▶ [Records shown]:
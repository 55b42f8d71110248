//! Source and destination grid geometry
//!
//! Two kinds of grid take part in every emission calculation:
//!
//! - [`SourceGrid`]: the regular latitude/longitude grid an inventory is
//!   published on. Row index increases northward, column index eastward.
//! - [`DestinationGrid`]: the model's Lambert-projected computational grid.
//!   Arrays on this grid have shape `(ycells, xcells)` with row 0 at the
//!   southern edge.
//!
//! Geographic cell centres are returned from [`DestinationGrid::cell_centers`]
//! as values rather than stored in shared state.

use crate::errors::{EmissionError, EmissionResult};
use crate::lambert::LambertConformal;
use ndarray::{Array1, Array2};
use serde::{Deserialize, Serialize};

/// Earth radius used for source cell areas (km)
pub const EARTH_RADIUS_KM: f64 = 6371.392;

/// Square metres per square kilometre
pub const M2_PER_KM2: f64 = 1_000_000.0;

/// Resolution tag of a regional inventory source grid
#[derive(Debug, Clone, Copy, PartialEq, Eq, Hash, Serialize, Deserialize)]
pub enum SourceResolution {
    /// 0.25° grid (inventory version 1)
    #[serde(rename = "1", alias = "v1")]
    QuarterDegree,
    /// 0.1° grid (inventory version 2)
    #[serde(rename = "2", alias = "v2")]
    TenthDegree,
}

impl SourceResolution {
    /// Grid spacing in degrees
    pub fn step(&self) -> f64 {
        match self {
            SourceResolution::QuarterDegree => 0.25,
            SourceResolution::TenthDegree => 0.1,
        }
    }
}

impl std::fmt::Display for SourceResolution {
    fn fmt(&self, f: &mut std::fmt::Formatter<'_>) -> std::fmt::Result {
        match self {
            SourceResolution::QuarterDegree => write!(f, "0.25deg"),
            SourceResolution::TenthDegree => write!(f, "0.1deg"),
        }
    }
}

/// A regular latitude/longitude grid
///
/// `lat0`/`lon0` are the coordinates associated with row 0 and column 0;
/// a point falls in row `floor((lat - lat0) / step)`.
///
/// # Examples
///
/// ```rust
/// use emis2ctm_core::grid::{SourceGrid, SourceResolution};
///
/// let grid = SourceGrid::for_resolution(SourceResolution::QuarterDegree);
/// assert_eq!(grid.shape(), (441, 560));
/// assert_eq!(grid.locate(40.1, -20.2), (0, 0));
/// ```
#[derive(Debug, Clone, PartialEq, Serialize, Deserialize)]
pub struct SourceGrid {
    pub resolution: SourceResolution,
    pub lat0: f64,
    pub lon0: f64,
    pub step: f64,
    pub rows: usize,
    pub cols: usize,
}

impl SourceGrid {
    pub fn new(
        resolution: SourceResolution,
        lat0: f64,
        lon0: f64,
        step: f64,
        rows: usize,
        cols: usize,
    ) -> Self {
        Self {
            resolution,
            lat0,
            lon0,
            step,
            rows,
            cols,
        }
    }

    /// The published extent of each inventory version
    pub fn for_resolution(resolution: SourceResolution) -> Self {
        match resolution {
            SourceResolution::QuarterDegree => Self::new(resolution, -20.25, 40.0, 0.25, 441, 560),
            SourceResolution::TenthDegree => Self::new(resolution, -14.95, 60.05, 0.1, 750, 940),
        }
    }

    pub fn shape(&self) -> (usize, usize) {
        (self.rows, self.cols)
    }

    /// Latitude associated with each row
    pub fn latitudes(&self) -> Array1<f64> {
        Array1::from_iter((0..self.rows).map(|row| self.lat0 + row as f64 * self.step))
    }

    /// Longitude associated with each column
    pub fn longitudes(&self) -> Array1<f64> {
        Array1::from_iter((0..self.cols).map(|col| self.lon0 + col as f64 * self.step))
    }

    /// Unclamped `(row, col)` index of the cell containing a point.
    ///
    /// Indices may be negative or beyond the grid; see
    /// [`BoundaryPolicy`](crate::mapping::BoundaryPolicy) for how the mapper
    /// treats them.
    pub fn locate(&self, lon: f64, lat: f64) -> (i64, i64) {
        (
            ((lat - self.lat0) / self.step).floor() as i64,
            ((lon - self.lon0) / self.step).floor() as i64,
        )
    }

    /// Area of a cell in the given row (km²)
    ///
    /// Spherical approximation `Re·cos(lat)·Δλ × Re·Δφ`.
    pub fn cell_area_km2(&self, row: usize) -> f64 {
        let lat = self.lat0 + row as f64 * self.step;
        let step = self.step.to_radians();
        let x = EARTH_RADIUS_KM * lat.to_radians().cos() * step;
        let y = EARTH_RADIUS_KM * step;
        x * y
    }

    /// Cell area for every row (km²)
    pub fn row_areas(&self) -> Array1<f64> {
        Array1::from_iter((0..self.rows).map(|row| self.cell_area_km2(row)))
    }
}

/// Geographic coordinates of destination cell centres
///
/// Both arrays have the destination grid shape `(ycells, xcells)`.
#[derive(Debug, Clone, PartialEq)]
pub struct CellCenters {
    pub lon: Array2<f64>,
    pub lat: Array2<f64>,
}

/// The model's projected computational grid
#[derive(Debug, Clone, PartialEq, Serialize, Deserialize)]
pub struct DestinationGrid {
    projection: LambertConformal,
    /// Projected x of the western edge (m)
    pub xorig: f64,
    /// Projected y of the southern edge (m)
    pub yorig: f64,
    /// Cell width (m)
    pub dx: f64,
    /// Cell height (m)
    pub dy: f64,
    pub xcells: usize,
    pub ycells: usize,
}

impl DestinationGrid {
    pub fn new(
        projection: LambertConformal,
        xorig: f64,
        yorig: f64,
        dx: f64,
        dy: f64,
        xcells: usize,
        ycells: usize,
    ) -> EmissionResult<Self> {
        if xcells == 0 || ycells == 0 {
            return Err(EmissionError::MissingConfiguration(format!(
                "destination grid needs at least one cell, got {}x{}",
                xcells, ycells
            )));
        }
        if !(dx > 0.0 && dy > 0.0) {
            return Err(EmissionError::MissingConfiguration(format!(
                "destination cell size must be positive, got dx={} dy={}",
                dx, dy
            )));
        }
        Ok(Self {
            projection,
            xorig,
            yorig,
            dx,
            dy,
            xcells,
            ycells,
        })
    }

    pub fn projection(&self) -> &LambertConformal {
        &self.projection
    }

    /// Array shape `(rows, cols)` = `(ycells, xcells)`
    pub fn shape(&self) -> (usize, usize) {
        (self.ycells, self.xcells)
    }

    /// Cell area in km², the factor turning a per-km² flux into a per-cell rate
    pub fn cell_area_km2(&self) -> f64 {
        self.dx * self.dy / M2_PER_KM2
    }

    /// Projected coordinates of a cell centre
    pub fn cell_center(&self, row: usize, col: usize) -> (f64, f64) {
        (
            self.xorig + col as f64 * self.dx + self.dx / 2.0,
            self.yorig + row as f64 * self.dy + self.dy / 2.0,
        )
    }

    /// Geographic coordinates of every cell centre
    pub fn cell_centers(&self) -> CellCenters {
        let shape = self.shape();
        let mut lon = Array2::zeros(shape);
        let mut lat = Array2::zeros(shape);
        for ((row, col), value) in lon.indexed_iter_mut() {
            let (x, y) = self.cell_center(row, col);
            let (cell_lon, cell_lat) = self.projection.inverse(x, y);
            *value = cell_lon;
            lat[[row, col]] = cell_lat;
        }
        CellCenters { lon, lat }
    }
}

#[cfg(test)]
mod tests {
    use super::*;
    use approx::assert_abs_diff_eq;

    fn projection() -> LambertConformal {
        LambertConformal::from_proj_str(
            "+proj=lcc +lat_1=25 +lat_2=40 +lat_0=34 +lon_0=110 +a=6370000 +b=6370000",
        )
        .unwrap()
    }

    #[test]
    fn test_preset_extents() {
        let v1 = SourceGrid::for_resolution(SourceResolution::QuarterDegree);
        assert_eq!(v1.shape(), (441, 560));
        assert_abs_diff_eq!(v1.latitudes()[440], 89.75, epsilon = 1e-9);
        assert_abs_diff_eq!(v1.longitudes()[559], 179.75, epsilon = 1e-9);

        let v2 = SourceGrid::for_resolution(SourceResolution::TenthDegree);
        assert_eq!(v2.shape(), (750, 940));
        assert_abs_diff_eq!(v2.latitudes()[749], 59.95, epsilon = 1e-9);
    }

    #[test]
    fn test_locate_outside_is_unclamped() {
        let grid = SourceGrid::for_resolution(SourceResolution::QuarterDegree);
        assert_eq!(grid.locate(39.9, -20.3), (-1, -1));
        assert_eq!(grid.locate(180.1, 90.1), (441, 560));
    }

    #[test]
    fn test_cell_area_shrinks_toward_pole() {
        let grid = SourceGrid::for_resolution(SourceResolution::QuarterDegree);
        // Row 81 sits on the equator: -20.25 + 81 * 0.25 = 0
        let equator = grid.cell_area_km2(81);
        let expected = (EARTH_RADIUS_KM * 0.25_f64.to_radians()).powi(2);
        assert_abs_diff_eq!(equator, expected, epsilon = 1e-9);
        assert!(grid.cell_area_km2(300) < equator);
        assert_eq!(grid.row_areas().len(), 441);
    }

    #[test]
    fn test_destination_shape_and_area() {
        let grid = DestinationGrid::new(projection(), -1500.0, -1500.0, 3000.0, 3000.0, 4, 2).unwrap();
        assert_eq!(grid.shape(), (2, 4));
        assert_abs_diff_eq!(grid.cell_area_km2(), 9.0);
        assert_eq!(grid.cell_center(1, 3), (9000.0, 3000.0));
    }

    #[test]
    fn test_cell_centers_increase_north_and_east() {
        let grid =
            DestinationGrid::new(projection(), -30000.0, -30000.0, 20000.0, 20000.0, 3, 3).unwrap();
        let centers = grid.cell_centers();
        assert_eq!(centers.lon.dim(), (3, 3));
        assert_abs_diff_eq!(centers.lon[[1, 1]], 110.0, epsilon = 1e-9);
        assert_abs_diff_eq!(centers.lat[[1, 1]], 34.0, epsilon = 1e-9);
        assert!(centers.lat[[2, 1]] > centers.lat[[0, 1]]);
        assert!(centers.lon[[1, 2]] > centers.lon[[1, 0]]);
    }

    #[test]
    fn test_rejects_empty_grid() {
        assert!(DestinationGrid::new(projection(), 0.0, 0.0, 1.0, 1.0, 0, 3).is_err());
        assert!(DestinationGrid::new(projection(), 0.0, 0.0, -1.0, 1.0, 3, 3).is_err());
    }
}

▶ [Task instructions]: State how many lines of the entries contain the word "each". Nothing besides the number belongs in the reply.

▶ [Finished task]: 3